▶
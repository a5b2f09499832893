//! Event frame codec
//!
//! A frame is `[tags][type:u16][body version:u16][hash:u32][body]`, where the
//! body is a length-delimited protobuf message of the type named by the
//! discriminant. Decoding is two-phase (tags, then event) and all-or-nothing.

use std::fmt;

use bytes::{Buf, BufMut, Bytes, BytesMut};
use prost::Message;

use super::error::{DecodeError, Result};
use super::tags::{EventHeaderTags, TAGS_LEN};
use super::types::{Envelope, Event, RequestEvent, ResponseEvent};

pub const EVENT_HEADER_LEN: usize = 8;
pub const BODY_VERSION: u16 = 1;

/// Wire discriminant of an event body
#[derive(Debug, Clone, Copy, PartialEq, Eq)]
pub enum EventKind {
    Request,
    Response,
}

impl EventKind {
    pub const fn code(self) -> u16 {
        match self {
            EventKind::Request => 1000,
            EventKind::Response => 1001,
        }
    }

    pub fn from_code(code: u16) -> Result<Self> {
        match code {
            1000 => Ok(EventKind::Request),
            1001 => Ok(EventKind::Response),
            other => Err(DecodeError::UnknownEventType(other)),
        }
    }
}

impl fmt::Display for EventKind {
    fn fmt(&self, f: &mut fmt::Formatter<'_>) -> fmt::Result {
        match self {
            EventKind::Request => f.write_str("request"),
            EventKind::Response => f.write_str("response"),
        }
    }
}

impl Event {
    pub fn kind(&self) -> EventKind {
        match self {
            Event::Request(_) => EventKind::Request,
            Event::Response(_) => EventKind::Response,
        }
    }
}

/// Append the frame for `envelope` (without tags) to `buf`.
pub fn encode_event(envelope: &Envelope, buf: &mut impl BufMut) {
    buf.put_u16(envelope.event.kind().code());
    buf.put_u16(BODY_VERSION);
    buf.put_u32(envelope.hash);

    let body = match &envelope.event {
        Event::Request(request) => request.encode_length_delimited_to_vec(),
        Event::Response(response) => response.encode_length_delimited_to_vec(),
    };
    buf.put_slice(&body);
}

/// Decode one event from the front of `input`, returning it with the bytes
/// that follow the body.
pub fn decode_event(input: &[u8]) -> Result<(Envelope, &[u8])> {
    let mut buf = input;
    let envelope = read_envelope(&mut buf)?;
    Ok((envelope, buf))
}

/// Encode tags followed by the event frame.
pub fn encode_frame(tags: &EventHeaderTags, envelope: &Envelope) -> Bytes {
    let mut buf = BytesMut::with_capacity(TAGS_LEN + EVENT_HEADER_LEN + 64);
    tags.encode(&mut buf);
    encode_event(envelope, &mut buf);
    buf.freeze()
}

/// Decode tags then the event. Trailing bytes after the body are ignored.
pub fn decode_frame(input: &[u8]) -> Result<(EventHeaderTags, Envelope)> {
    let mut buf = input;
    let tags = EventHeaderTags::decode(&mut buf)?;
    let envelope = read_envelope(&mut buf)?;
    if buf.has_remaining() {
        tracing::debug!(trailing = buf.remaining(), "Ignoring bytes after event body");
    }
    Ok((tags, envelope))
}

fn read_envelope(buf: &mut &[u8]) -> Result<Envelope> {
    if buf.remaining() < EVENT_HEADER_LEN {
        return Err(DecodeError::Truncated {
            what: "event header",
            needed: EVENT_HEADER_LEN,
            available: buf.remaining(),
        });
    }

    let kind = EventKind::from_code(buf.get_u16())?;
    let version = buf.get_u16();
    let hash = buf.get_u32();
    if version != BODY_VERSION {
        return Err(DecodeError::UnsupportedBodyVersion { kind, version });
    }

    let event = match kind {
        EventKind::Request => {
            let request = RequestEvent::decode_length_delimited(&mut *buf)?;
            validate_request(&request)?;
            Event::Request(request)
        }
        EventKind::Response => {
            let response = ResponseEvent::decode_length_delimited(&mut *buf)?;
            validate_response(&response)?;
            Event::Response(response)
        }
    };

    Ok(Envelope { hash, event })
}

fn validate_request(request: &RequestEvent) -> Result<()> {
    if request.method.is_empty() {
        return Err(DecodeError::Invalid("request method is empty".into()));
    }
    if request.url.is_empty() {
        return Err(DecodeError::Invalid("request url is empty".into()));
    }
    check_content_length(request.declared_content_length(), request.content.len())
}

fn validate_response(response: &ResponseEvent) -> Result<()> {
    if !(100..=599).contains(&response.status) {
        return Err(DecodeError::Invalid(format!(
            "response status {} is not a valid HTTP status",
            response.status
        )));
    }
    check_content_length(response.declared_content_length(), response.content.len())
}

fn check_content_length(declared: Option<usize>, actual: usize) -> Result<()> {
    match declared {
        Some(declared) if declared != actual => Err(DecodeError::Invalid(format!(
            "Content-Length {declared} does not match {actual} content bytes"
        ))),
        _ => Ok(()),
    }
}

#[cfg(test)]
mod tests {
    use super::*;
    use crate::event::types::HeaderEntry;

    fn sample_request() -> RequestEvent {
        let mut request = RequestEvent::new("POST", "http://example.com/upload?x=1");
        request.add_header("Host", "example.com");
        request.add_header("Cookie", "a=1");
        request.add_header("Cookie", "b=2");
        request.add_header("Content-Length", "4");
        request.content = Bytes::from_static(&[0, 159, 146, 150]);
        request
    }

    fn sample_response() -> ResponseEvent {
        let mut response = ResponseEvent::new(206);
        response.add_header("Set-Cookie", "a=1");
        response.add_header("Content-Range", "bytes 0-2/10");
        response.add_header("Set-Cookie", "b=2");
        response.set_content(Bytes::from_static(b"\x00\xffz"));
        response
    }

    fn encoded(envelope: &Envelope) -> Vec<u8> {
        let mut buf = Vec::new();
        encode_event(envelope, &mut buf);
        buf
    }

    #[test]
    fn test_request_roundtrip_preserves_headers_and_content() {
        let envelope = Envelope::new(99, sample_request());
        let bytes = encoded(&envelope);

        let (decoded, rest) = decode_event(&bytes).unwrap();
        assert!(rest.is_empty());
        assert_eq!(decoded, envelope);

        let Event::Request(request) = decoded.extract() else {
            panic!("expected request event");
        };
        assert_eq!(
            request.headers,
            vec![
                HeaderEntry::new("Host", "example.com"),
                HeaderEntry::new("Cookie", "a=1"),
                HeaderEntry::new("Cookie", "b=2"),
                HeaderEntry::new("Content-Length", "4"),
            ]
        );
    }

    #[test]
    fn test_response_roundtrip() {
        let envelope = Envelope::new(0, sample_response());
        let bytes = encoded(&envelope);
        let (decoded, _) = decode_event(&bytes).unwrap();
        assert_eq!(decoded, envelope);
    }

    #[test]
    fn test_frame_roundtrip_with_tags() {
        let tags = EventHeaderTags {
            flags: 1,
            session_id: 7,
        };
        let envelope = Envelope::new(3, sample_request());
        let frame = encode_frame(&tags, &envelope);

        let (decoded_tags, decoded) = decode_frame(&frame).unwrap();
        assert_eq!(decoded_tags, tags);
        assert_eq!(decoded, envelope);
    }

    #[test]
    fn test_decode_event_returns_trailing_bytes() {
        let mut bytes = encoded(&Envelope::new(1, sample_response()));
        bytes.extend_from_slice(b"next");

        let (_, rest) = decode_event(&bytes).unwrap();
        assert_eq!(rest, b"next");
    }

    #[test]
    fn test_unknown_discriminant_is_an_error() {
        let mut bytes = encoded(&Envelope::new(1, sample_response()));
        bytes[0..2].copy_from_slice(&0u16.to_be_bytes());
        assert_eq!(decode_event(&bytes).unwrap_err(), DecodeError::UnknownEventType(0));

        bytes[0..2].copy_from_slice(&1002u16.to_be_bytes());
        assert_eq!(
            decode_event(&bytes).unwrap_err(),
            DecodeError::UnknownEventType(1002)
        );
    }

    #[test]
    fn test_unsupported_body_version() {
        let mut bytes = encoded(&Envelope::new(1, sample_request()));
        bytes[2..4].copy_from_slice(&2u16.to_be_bytes());
        assert!(matches!(
            decode_event(&bytes),
            Err(DecodeError::UnsupportedBodyVersion {
                kind: EventKind::Request,
                version: 2
            })
        ));
    }

    #[test]
    fn test_truncated_body_is_an_error() {
        let bytes = encoded(&Envelope::new(1, sample_request()));
        let cut = &bytes[..bytes.len() - 2];
        assert!(matches!(decode_event(cut), Err(DecodeError::Body(_))));
    }

    #[test]
    fn test_truncated_event_header() {
        assert!(matches!(
            decode_event(&[0x03, 0xE8, 0x00]),
            Err(DecodeError::Truncated { available: 3, .. })
        ));
    }

    #[test]
    fn test_request_requires_method_and_url() {
        let bytes = encoded(&Envelope::new(1, RequestEvent::new("", "http://a/")));
        assert!(matches!(decode_event(&bytes), Err(DecodeError::Invalid(_))));

        let bytes = encoded(&Envelope::new(1, RequestEvent::new("GET", "")));
        assert!(matches!(decode_event(&bytes), Err(DecodeError::Invalid(_))));
    }

    #[test]
    fn test_content_length_mismatch_is_rejected() {
        let mut request = sample_request();
        request.set_header("Content-Length", "5");
        let bytes = encoded(&Envelope::new(1, request));
        assert!(matches!(decode_event(&bytes), Err(DecodeError::Invalid(_))));
    }

    #[test]
    fn test_response_status_must_be_valid() {
        let bytes = encoded(&Envelope::new(1, ResponseEvent::new(0)));
        assert!(matches!(decode_event(&bytes), Err(DecodeError::Invalid(_))));

        let bytes = encoded(&Envelope::new(1, ResponseEvent::new(600)));
        assert!(matches!(decode_event(&bytes), Err(DecodeError::Invalid(_))));
    }

    #[test]
    fn test_decode_frame_fails_on_bad_tags_before_payload() {
        let mut frame = encode_frame(&EventHeaderTags::default(), &Envelope::new(1, sample_request()))
            .to_vec();
        frame[0] = 0;
        assert!(matches!(decode_frame(&frame), Err(DecodeError::BadMagic(_))));
    }
}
◀
**The problem**.
Scan the records above for the string "hash", then copy each line where it turns up.

**Result**.
//! A frame is `[tags][type:u16][body version:u16][hash:u32][body]`, where the
    buf.put_u32(envelope.hash);
    let hash = buf.get_u32();
    Ok(Envelope { hash, event })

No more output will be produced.